- [Data]
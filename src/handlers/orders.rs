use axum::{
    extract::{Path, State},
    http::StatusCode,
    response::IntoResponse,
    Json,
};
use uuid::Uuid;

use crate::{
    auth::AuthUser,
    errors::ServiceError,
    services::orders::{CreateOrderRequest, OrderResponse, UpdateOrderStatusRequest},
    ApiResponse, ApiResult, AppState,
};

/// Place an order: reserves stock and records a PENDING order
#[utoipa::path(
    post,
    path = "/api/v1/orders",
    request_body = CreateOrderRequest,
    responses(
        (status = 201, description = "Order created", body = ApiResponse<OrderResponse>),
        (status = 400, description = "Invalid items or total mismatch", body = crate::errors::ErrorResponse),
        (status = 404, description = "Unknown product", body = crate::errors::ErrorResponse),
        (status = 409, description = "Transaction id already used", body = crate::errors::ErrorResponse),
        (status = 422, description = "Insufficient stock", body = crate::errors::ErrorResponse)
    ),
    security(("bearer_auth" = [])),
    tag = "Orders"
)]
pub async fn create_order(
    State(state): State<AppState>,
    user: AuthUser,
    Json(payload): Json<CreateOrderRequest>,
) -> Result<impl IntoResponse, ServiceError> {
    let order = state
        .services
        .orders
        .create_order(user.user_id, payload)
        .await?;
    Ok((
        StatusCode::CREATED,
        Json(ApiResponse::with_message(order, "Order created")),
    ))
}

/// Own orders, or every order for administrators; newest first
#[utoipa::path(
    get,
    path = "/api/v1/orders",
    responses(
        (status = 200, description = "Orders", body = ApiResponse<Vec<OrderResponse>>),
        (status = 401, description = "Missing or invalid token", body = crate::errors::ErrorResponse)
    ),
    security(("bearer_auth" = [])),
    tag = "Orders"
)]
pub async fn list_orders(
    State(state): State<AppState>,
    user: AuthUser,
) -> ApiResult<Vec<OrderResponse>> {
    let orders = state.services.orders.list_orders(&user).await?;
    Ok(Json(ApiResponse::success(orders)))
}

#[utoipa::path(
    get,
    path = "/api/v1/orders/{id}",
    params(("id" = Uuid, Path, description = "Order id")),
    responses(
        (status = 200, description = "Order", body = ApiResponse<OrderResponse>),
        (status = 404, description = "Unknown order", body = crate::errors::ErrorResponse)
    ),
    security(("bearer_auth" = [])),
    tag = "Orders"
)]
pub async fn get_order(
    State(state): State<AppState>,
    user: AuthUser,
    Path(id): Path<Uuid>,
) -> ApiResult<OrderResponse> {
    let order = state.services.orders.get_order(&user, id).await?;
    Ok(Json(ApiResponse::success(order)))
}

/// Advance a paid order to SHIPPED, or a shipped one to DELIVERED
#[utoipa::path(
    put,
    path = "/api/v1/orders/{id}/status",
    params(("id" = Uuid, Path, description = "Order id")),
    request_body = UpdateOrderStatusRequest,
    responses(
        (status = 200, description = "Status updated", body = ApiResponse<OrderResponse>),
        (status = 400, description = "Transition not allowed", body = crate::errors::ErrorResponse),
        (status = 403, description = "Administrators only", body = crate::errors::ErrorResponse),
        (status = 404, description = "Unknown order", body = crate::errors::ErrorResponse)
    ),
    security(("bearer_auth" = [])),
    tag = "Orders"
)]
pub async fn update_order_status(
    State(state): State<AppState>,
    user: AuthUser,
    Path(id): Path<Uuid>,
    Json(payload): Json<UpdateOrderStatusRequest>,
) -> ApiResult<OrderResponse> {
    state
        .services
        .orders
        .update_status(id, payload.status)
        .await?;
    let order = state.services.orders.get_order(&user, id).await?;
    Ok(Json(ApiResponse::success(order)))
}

---

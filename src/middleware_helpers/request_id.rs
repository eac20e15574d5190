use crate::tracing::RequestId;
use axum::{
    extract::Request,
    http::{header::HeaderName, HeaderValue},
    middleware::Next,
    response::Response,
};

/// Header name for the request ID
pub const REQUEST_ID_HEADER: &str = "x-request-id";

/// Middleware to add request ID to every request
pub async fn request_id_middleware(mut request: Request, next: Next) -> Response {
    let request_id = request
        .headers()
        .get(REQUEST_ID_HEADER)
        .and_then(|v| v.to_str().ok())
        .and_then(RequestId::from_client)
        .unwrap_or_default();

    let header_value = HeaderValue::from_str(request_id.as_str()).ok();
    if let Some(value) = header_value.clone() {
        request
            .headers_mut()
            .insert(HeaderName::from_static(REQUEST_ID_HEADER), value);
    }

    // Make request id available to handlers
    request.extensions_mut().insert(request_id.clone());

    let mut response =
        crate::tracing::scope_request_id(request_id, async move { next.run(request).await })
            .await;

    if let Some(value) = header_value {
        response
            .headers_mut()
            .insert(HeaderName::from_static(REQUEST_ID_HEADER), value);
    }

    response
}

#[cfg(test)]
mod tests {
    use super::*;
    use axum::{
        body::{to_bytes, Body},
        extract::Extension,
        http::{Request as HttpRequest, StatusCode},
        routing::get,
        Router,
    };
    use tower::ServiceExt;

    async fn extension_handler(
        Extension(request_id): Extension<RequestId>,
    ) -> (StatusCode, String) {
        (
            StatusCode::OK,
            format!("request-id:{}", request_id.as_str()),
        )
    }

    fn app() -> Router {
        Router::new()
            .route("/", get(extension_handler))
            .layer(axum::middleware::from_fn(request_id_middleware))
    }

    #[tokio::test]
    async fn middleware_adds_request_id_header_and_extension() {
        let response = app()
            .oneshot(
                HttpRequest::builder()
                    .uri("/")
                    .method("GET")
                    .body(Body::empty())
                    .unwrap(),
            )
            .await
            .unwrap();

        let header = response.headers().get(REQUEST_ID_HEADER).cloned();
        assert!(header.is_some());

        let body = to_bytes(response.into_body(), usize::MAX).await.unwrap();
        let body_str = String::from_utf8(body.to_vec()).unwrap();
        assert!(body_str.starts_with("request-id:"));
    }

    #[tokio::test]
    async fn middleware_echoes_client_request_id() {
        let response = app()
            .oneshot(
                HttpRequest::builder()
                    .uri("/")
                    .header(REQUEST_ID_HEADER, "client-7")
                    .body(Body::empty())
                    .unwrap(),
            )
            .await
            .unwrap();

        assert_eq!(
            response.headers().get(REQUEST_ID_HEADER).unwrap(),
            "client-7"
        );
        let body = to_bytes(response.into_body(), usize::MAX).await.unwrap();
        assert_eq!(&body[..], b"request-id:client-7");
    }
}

- [Problem] Your task is to copy every line in the entries that holds the string "HeaderValue".

- [Task output]
    http::{header::HeaderName, HeaderValue},
    let header_value = HeaderValue::from_str(request_id.as_str()).ok();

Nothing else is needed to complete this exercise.